Ever since, I’ve been fascinated with the way our encounters with the physical self can serve as a doorway to the soul. I see this time and again in my practice. A person with shoulder pain discovers unresolved grief and heals both or someone struggling with lower back pain accesses the pain of their unbearable stress and then finds relief. I recognize that not all physical symptoms are rooted in the psychospiritual. Sometimes pain is the result of a car accident, digestive difficulties can be from a parasite or an inflammatory process, and aches, fatigue, and a foggy mind can be caused by diseases like Lyme. 

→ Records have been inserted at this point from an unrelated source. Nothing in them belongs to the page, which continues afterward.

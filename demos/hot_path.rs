use packstream::{
    ByteBufferConsumer, CachingStrategies, MessageFormatter, Packer, SinkError, Utf8Table,
    Writable, WriteResult,
};
use std::time::Instant;

/// Counts what would have been shipped.
#[derive(Default)]
struct Tally {
    frames: u64,
    messages: u64,
    bytes: u64,
}

impl ByteBufferConsumer for Tally {
    fn accept(&mut self, message_count: u32, frame: &[u8]) -> Result<(), SinkError> {
        self.frames += 1;
        self.messages += u64::from(message_count);
        self.bytes += frame.len() as u64;
        Ok(())
    }
}

struct Metric<'a> {
    name: &'a str,
    value: f64,
    timestamp: i64,
}

fn main() -> Result<(), Box<dyn std::error::Error>> {
    // One packer per thread, one 64 KiB buffer allocated up front and reused for every frame.
    let caches = CachingStrategies::new(
        Utf8Table::from_static(&["name", "value", "ts"]),
        Utf8Table::from_static(&["cpu.user", "cpu.system"]),
    );
    let mut mapper = |m: &Metric<'_>, w: &mut dyn Writable| -> WriteResult {
        w.start_map(3)?;
        w.write_string("name", caches.constant_keys())?;
        w.write_string(m.name, caches.constant_values())?;
        w.write_string("value", caches.constant_keys())?;
        w.write_double(m.value)?;
        w.write_string("ts", caches.constant_keys())?;
        w.write_long(m.timestamp)
    };
    let mut packer = Packer::with_capacity(Tally::default(), 64 * 1024);
    let iterations = 1_000_000i64;

    let start = Instant::now();

    for i in 0..iterations {
        let metric = Metric {
            name: if i % 2 == 0 { "cpu.user" } else { "cpu.system" },
            value: i as f64 * 0.5,
            timestamp: 1_700_000_000_000 + i,
        };
        packer.format(&metric, &mut mapper)?;
    }
    packer.flush()?;

    let duration = start.elapsed();
    let tally = packer.sink();

    println!("Encoded {} metrics into {} frames", tally.messages, tally.frames);
    println!("Total bytes: {}", tally.bytes);
    println!("Total time: {:?}", duration);
    println!(
        "Average: {:.2} ns/message",
        duration.as_nanos() as f64 / iterations as f64
    );
    Ok(())
}
use crate::error::{Overflow, WriteResult};

/// Bytes reserved at the front of every frame for the outer array header
/// (`0xDD` + u32 count).
pub(crate) const MAX_ARRAY_HEADER_SIZE: usize = 5;

/// A fixed-capacity byte region addressed by `position`, `limit` and `mark`.
///
/// Every `put_*` either writes all of its bytes or fails with [`Overflow`] and
/// leaves the buffer untouched. `mark` is the end of the last complete message;
/// [`rewind`](Self::rewind) drops everything written after it.
pub(crate) struct FrameBuffer {
    data: Box<[u8]>,
    position: usize,
    limit: usize,
    mark: usize,
}

impl FrameBuffer {
    /// Allocate the region once. Capacities smaller than the frame header are raised
    /// to it, leaving no room for any message.
    pub(crate) fn with_capacity(capacity: usize) -> Self {
        let capacity = capacity.max(MAX_ARRAY_HEADER_SIZE);
        Self {
            data: vec![0u8; capacity].into_boxed_slice(),
            position: MAX_ARRAY_HEADER_SIZE,
            limit: capacity,
            mark: MAX_ARRAY_HEADER_SIZE,
        }
    }

    #[inline]
    pub(crate) fn capacity(&self) -> usize {
        self.data.len()
    }

    #[inline]
    pub(crate) fn position(&self) -> usize {
        self.position
    }

    #[inline]
    pub(crate) fn mark(&self) -> usize {
        self.mark
    }

    #[inline]
    pub(crate) fn remaining(&self) -> usize {
        self.limit - self.position
    }

    /// True when no message has been committed since the last reset.
    #[inline]
    pub(crate) fn is_frame_empty(&self) -> bool {
        self.mark == MAX_ARRAY_HEADER_SIZE
    }

    /// Record the current position as the end of the last good message.
    #[inline]
    pub(crate) fn commit(&mut self) {
        self.mark = self.position;
    }

    /// Discard everything written after the mark.
    #[inline]
    pub(crate) fn rewind(&mut self) {
        self.position = self.mark;
    }

    /// Move the cursor back to an earlier position inside the current message.
    #[inline]
    pub(crate) fn set_position(&mut self, position: usize) {
        debug_assert!(position >= self.mark && position <= self.limit);
        self.position = position;
    }

    /// Start a new frame: keep the header reservation, drop all messages.
    pub(crate) fn reset(&mut self) {
        self.position = MAX_ARRAY_HEADER_SIZE;
        self.mark = MAX_ARRAY_HEADER_SIZE;
        self.limit = self.data.len();
    }

    #[inline]
    fn claim(&mut self, len: usize) -> Result<&mut [u8], Overflow> {
        if len > self.remaining() {
            return Err(Overflow);
        }
        let start = self.position;
        self.position += len;
        Ok(&mut self.data[start..start + len])
    }

    #[inline]
    pub(crate) fn put_u8(&mut self, b: u8) -> WriteResult {
        self.claim(1)?[0] = b;
        Ok(())
    }

    #[inline]
    pub(crate) fn put_u64(&mut self, v: u64) -> WriteResult {
        self.claim(8)?.copy_from_slice(&v.to_be_bytes());
        Ok(())
    }

    #[inline]
    pub(crate) fn put_tagged_u8(&mut self, tag: u8, v: u8) -> WriteResult {
        self.claim(2)?.copy_from_slice(&[tag, v]);
        Ok(())
    }

    #[inline]
    pub(crate) fn put_tagged_u16(&mut self, tag: u8, v: u16) -> WriteResult {
        let dst = self.claim(3)?;
        dst[0] = tag;
        dst[1..].copy_from_slice(&v.to_be_bytes());
        Ok(())
    }

    #[inline]
    pub(crate) fn put_tagged_u32(&mut self, tag: u8, v: u32) -> WriteResult {
        let dst = self.claim(5)?;
        dst[0] = tag;
        dst[1..].copy_from_slice(&v.to_be_bytes());
        Ok(())
    }

    #[inline]
    pub(crate) fn put_tagged_u64(&mut self, tag: u8, v: u64) -> WriteResult {
        let dst = self.claim(9)?;
        dst[0] = tag;
        dst[1..].copy_from_slice(&v.to_be_bytes());
        Ok(())
    }

    #[inline]
    pub(crate) fn put_slice(&mut self, src: &[u8]) -> WriteResult {
        self.claim(src.len())?.copy_from_slice(src);
        Ok(())
    }

    /// Overwrite already-written bytes at `index` without moving the cursor.
    #[inline]
    pub(crate) fn patch(&mut self, index: usize, src: &[u8]) {
        debug_assert!(index + src.len() <= self.position);
        self.data[index..index + src.len()].copy_from_slice(src);
    }

    /// Bytes in `[start, mark)`, i.e. the header written at `start` followed by every
    /// committed message.
    #[inline]
    pub(crate) fn committed_from(&self, start: usize) -> &[u8] {
        &self.data[start..self.mark]
    }

    #[cfg(test)]
    pub(crate) fn written(&self) -> &[u8] {
        &self.data[MAX_ARRAY_HEADER_SIZE..self.position]
    }
}

#[cfg(test)]
mod tests {
    use super::*;

    #[test]
    fn should_start_after_header_reservation() {
        let buf = FrameBuffer::with_capacity(16);
        assert_eq!(buf.position(), MAX_ARRAY_HEADER_SIZE);
        assert_eq!(buf.remaining(), 11);
        assert!(buf.is_frame_empty());
    }

    #[test]
    fn should_reject_write_past_limit_without_moving() {
        // Arrange
        let mut buf = FrameBuffer::with_capacity(9);
        buf.put_tagged_u8(0xCC, 0x02).unwrap();

        // Act
        let res = buf.put_tagged_u16(0xCD, 0x0304);

        // Assert
        assert_eq!(res, Err(Overflow));
        assert_eq!(buf.position(), 7);
        assert_eq!(buf.written(), &[0xCC, 0x02]);
    }

    #[test]
    fn should_rewind_to_last_commit() {
        let mut buf = FrameBuffer::with_capacity(32);
        buf.put_u8(0xAA).unwrap();
        buf.commit();
        buf.put_u64(u64::MAX).unwrap();
        buf.rewind();
        assert_eq!(buf.written(), &[0xAA]);
        assert!(!buf.is_frame_empty());
    }

    #[test]
    fn should_write_tagged_values_big_endian() {
        let mut buf = FrameBuffer::with_capacity(32);
        buf.put_tagged_u16(0xCD, 0x0100).unwrap();
        buf.put_tagged_u32(0xCE, 0x0001_0000).unwrap();
        assert_eq!(buf.written(), &[0xCD, 0x01, 0x00, 0xCE, 0x00, 0x01, 0x00, 0x00]);
    }

    #[test]
    fn should_raise_tiny_capacity_to_header_size() {
        let mut buf = FrameBuffer::with_capacity(0);
        assert_eq!(buf.capacity(), MAX_ARRAY_HEADER_SIZE);
        assert_eq!(buf.put_u8(0), Err(Overflow));
    }

    #[test]
    fn should_patch_in_place_and_reset() {
        let mut buf = FrameBuffer::with_capacity(16);
        buf.put_slice(&[1, 2, 3]).unwrap();
        buf.patch(MAX_ARRAY_HEADER_SIZE + 1, &[9]);
        assert_eq!(buf.written(), &[1, 9, 3]);
        buf.reset();
        assert_eq!(buf.written(), &[] as &[u8]);
    }
}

So, I've starting offering Facial Acupuncture. Because of my journey with Bell’s Palsy, I understand the experience of feeling dissatisfied when looking in the mirror. I have a lot of compassion and understanding for anyone and everyone who’s in that place. My hope is to let that open a doorway to the inner terrain. My intention is to help unbind the physical and emotional patterns that are holding people back in life. The reality is that physical and emotional patterns show up in the expressions on our faces, and that as we heal, things can change there too.

I felt a lot of confusion and resistance around offering Facial Acupuncture. And while I was aware of it, initially I neglected to fully understand what that resistance was trying to communicate to me. But I understand that I need to be explicit and clear about where I’m coming from and why I choose to offer what I do.